▶ [Task prompt]: Copy exactly the stretch of data below from the line with "is rendered from." through the line with "at zero replicas", including both of those lines.
=== Source data ===
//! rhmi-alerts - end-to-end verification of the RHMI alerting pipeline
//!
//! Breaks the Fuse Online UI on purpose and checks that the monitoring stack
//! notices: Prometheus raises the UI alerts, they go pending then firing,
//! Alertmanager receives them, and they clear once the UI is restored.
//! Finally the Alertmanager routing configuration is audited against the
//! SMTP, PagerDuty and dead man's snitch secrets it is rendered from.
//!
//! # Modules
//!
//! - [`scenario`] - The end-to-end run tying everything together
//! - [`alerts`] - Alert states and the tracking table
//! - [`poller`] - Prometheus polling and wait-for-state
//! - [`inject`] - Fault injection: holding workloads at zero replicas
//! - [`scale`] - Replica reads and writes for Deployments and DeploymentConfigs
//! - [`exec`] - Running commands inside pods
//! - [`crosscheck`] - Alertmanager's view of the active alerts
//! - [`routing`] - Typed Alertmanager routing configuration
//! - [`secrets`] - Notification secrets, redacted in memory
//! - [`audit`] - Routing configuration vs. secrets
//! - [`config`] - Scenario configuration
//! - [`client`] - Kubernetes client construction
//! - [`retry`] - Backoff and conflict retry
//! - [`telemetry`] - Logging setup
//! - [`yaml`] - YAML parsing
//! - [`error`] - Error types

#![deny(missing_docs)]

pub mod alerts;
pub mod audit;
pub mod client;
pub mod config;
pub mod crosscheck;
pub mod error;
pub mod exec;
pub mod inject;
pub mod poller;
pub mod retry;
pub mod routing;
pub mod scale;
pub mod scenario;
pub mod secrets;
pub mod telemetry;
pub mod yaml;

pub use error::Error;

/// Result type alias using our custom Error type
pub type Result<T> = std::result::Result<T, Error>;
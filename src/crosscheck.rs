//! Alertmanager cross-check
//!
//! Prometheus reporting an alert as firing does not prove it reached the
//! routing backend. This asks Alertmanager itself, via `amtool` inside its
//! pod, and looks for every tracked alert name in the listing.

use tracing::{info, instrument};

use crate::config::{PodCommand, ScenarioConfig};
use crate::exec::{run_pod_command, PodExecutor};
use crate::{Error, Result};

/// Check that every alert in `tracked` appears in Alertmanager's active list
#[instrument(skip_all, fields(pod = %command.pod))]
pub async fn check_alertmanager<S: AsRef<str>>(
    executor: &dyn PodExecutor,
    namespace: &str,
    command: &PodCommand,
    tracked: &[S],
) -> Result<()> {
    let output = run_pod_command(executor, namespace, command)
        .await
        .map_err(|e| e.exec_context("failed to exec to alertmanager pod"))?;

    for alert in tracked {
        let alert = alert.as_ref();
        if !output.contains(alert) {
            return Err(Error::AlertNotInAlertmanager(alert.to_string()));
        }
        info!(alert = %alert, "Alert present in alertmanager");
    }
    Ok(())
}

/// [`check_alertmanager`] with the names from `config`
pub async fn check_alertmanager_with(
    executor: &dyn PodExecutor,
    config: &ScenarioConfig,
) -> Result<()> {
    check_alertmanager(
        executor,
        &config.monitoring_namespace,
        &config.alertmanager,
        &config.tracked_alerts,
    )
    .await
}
===
▶ [Result of this task]:
//! SMTP, PagerDuty and dead man's snitch secrets it is rendered from.
//!
//! # Modules
//!
//! - [`scenario`] - The end-to-end run tying everything together
//! - [`alerts`] - Alert states and the tracking table
//! - [`poller`] - Prometheus polling and wait-for-state
//! - [`inject`] - Fault injection: holding workloads at zero replicas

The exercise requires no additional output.